# PROBLEM DETAILS:
Those lines of the following listing which contain the string "SilentVoice" should be returned.
* * * * * * * * *
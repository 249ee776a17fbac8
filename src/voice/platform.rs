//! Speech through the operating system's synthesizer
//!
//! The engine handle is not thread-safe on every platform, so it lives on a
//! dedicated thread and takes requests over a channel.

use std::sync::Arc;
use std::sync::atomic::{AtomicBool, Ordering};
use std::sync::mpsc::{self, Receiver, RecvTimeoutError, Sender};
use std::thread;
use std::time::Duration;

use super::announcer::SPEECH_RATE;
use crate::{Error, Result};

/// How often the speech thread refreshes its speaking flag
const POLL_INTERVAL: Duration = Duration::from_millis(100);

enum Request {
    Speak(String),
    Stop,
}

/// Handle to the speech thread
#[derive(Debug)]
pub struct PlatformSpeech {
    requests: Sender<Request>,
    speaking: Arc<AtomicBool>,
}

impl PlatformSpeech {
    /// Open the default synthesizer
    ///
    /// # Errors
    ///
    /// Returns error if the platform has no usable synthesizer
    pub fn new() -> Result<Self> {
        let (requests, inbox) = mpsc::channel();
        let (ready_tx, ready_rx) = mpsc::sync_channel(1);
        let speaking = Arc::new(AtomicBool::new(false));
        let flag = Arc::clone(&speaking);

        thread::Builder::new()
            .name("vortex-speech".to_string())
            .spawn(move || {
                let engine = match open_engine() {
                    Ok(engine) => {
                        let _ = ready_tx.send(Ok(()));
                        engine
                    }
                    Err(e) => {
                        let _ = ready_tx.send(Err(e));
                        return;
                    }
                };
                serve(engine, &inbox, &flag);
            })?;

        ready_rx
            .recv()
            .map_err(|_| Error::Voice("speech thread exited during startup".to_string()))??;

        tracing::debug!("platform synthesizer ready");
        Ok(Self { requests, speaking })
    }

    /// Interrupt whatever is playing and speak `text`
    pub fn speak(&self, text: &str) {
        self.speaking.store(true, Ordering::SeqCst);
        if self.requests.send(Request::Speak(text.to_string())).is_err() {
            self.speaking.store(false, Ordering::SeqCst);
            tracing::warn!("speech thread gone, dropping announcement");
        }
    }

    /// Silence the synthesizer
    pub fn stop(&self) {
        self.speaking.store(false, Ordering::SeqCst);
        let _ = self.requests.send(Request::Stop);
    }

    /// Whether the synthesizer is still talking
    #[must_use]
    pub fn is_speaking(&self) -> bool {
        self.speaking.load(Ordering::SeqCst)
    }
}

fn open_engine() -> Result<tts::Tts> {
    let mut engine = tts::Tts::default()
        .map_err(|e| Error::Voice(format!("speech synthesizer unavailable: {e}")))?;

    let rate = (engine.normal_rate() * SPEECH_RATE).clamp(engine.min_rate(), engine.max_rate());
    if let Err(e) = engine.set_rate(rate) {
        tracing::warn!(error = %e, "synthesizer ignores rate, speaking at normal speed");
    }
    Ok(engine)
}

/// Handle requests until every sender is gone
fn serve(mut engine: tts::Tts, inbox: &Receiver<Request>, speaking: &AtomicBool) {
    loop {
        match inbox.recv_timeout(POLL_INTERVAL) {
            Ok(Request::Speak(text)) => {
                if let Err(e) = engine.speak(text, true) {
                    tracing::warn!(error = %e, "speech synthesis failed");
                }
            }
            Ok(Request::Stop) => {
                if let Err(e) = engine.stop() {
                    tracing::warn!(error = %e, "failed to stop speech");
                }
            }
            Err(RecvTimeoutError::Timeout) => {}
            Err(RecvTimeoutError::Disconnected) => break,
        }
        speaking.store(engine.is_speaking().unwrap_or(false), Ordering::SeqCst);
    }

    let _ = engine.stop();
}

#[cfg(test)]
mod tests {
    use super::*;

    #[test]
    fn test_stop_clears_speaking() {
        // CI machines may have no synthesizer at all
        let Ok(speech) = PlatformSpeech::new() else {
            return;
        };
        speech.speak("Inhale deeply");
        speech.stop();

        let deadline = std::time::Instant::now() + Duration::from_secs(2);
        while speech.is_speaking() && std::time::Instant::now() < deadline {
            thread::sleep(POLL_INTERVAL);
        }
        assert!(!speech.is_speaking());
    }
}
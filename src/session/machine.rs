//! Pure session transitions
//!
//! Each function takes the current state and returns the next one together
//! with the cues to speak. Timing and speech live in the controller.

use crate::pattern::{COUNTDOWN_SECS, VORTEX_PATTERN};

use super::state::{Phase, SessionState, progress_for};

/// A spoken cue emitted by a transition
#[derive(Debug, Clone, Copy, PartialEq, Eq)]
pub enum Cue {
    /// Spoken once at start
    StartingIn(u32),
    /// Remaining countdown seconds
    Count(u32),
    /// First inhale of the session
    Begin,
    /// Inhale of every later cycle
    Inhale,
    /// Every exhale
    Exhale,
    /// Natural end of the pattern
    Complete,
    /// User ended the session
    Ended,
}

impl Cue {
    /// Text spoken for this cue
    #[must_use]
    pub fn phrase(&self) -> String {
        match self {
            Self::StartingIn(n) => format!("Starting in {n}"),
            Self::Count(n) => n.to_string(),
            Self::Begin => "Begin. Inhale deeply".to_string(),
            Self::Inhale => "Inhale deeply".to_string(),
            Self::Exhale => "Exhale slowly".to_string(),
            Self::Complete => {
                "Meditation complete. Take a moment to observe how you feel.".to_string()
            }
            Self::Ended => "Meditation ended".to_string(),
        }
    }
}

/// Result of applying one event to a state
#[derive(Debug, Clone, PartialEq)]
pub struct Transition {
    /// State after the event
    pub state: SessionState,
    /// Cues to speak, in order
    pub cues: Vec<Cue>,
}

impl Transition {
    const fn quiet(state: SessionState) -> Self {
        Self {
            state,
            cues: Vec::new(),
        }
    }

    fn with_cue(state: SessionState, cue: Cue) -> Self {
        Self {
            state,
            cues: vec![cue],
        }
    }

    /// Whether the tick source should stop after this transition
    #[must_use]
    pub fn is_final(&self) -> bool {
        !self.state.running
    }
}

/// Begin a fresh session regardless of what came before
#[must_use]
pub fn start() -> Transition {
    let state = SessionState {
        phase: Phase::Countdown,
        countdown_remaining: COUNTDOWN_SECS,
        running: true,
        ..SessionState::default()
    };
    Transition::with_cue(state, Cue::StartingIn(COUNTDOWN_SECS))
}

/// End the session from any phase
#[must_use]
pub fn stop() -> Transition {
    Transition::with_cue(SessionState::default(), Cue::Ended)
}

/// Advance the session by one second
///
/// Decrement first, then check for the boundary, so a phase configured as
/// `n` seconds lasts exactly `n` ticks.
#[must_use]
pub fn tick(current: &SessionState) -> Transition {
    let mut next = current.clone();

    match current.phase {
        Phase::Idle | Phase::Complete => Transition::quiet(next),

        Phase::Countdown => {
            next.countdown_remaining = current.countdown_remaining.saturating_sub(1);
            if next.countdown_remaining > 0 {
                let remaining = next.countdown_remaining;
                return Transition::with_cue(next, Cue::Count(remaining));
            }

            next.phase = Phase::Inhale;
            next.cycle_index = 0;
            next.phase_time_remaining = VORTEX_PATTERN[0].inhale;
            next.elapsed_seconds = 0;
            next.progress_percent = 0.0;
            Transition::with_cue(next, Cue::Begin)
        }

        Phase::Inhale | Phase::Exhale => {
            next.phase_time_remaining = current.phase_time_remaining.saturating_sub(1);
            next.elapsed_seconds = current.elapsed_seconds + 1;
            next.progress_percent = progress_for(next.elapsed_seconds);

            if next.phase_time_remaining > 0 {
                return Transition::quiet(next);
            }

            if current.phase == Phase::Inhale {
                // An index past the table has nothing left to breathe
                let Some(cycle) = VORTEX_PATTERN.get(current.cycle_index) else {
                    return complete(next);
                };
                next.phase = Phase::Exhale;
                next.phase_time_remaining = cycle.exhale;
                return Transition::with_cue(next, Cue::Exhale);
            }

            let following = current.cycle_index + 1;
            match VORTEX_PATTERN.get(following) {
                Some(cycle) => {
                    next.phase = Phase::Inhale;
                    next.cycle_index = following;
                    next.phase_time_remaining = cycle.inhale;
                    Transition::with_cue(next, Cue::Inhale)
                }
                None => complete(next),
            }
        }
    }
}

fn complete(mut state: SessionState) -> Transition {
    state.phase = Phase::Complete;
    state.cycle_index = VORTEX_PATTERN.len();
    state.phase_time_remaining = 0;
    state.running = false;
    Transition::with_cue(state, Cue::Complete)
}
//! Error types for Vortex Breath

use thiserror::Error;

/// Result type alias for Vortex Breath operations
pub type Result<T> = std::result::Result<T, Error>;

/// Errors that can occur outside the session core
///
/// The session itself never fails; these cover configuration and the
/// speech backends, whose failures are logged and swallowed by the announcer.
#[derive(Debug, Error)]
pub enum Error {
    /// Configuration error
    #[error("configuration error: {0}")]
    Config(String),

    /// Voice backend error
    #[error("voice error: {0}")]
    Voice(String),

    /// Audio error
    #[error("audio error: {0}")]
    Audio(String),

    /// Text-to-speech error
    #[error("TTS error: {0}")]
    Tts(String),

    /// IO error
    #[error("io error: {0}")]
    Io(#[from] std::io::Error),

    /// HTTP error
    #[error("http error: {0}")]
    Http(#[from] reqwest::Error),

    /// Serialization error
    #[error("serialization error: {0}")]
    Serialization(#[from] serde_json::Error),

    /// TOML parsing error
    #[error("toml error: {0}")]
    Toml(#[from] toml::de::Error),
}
* * * * * * * * *
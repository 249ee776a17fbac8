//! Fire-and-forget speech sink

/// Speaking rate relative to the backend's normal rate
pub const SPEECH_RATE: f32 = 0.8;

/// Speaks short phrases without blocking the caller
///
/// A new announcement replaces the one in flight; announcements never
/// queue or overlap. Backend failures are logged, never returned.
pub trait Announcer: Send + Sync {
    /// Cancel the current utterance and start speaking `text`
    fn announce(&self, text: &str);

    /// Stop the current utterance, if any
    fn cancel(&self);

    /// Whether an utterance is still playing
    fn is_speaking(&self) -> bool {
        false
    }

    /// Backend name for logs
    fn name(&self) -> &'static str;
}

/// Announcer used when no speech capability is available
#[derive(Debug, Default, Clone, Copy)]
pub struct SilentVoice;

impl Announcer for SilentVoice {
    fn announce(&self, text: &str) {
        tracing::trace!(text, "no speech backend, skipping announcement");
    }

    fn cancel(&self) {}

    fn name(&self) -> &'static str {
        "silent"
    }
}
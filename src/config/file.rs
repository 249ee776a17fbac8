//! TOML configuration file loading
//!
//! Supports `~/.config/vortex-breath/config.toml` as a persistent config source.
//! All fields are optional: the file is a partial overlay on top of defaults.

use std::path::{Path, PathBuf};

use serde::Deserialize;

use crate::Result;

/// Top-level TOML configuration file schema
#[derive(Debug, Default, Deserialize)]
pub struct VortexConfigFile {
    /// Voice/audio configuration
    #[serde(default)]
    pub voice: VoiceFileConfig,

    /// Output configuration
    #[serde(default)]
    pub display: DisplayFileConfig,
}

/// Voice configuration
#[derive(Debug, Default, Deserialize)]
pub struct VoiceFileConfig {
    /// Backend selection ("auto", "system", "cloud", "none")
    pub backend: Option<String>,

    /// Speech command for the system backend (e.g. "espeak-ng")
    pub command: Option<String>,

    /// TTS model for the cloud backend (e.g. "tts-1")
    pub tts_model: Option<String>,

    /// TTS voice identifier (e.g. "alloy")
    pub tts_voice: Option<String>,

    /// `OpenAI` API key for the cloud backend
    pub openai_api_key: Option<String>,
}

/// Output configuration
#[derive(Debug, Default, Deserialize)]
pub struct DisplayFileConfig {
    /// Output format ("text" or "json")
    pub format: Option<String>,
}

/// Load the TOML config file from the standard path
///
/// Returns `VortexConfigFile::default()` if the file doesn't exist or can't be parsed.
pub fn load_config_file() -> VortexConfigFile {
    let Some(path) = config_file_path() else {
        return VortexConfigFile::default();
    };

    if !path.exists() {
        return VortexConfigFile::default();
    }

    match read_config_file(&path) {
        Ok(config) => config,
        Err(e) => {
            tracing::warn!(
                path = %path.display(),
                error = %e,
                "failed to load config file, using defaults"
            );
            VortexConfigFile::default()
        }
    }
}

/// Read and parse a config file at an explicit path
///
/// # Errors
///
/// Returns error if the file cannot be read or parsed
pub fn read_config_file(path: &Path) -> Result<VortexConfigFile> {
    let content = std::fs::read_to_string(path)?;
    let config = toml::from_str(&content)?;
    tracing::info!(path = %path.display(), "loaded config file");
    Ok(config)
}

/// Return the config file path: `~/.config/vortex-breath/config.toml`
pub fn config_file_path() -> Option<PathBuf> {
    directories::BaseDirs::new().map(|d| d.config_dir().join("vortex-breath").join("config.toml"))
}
* * * * * * * * *
# SOLUTION BELOW:
pub struct SilentVoice;
impl Announcer for SilentVoice {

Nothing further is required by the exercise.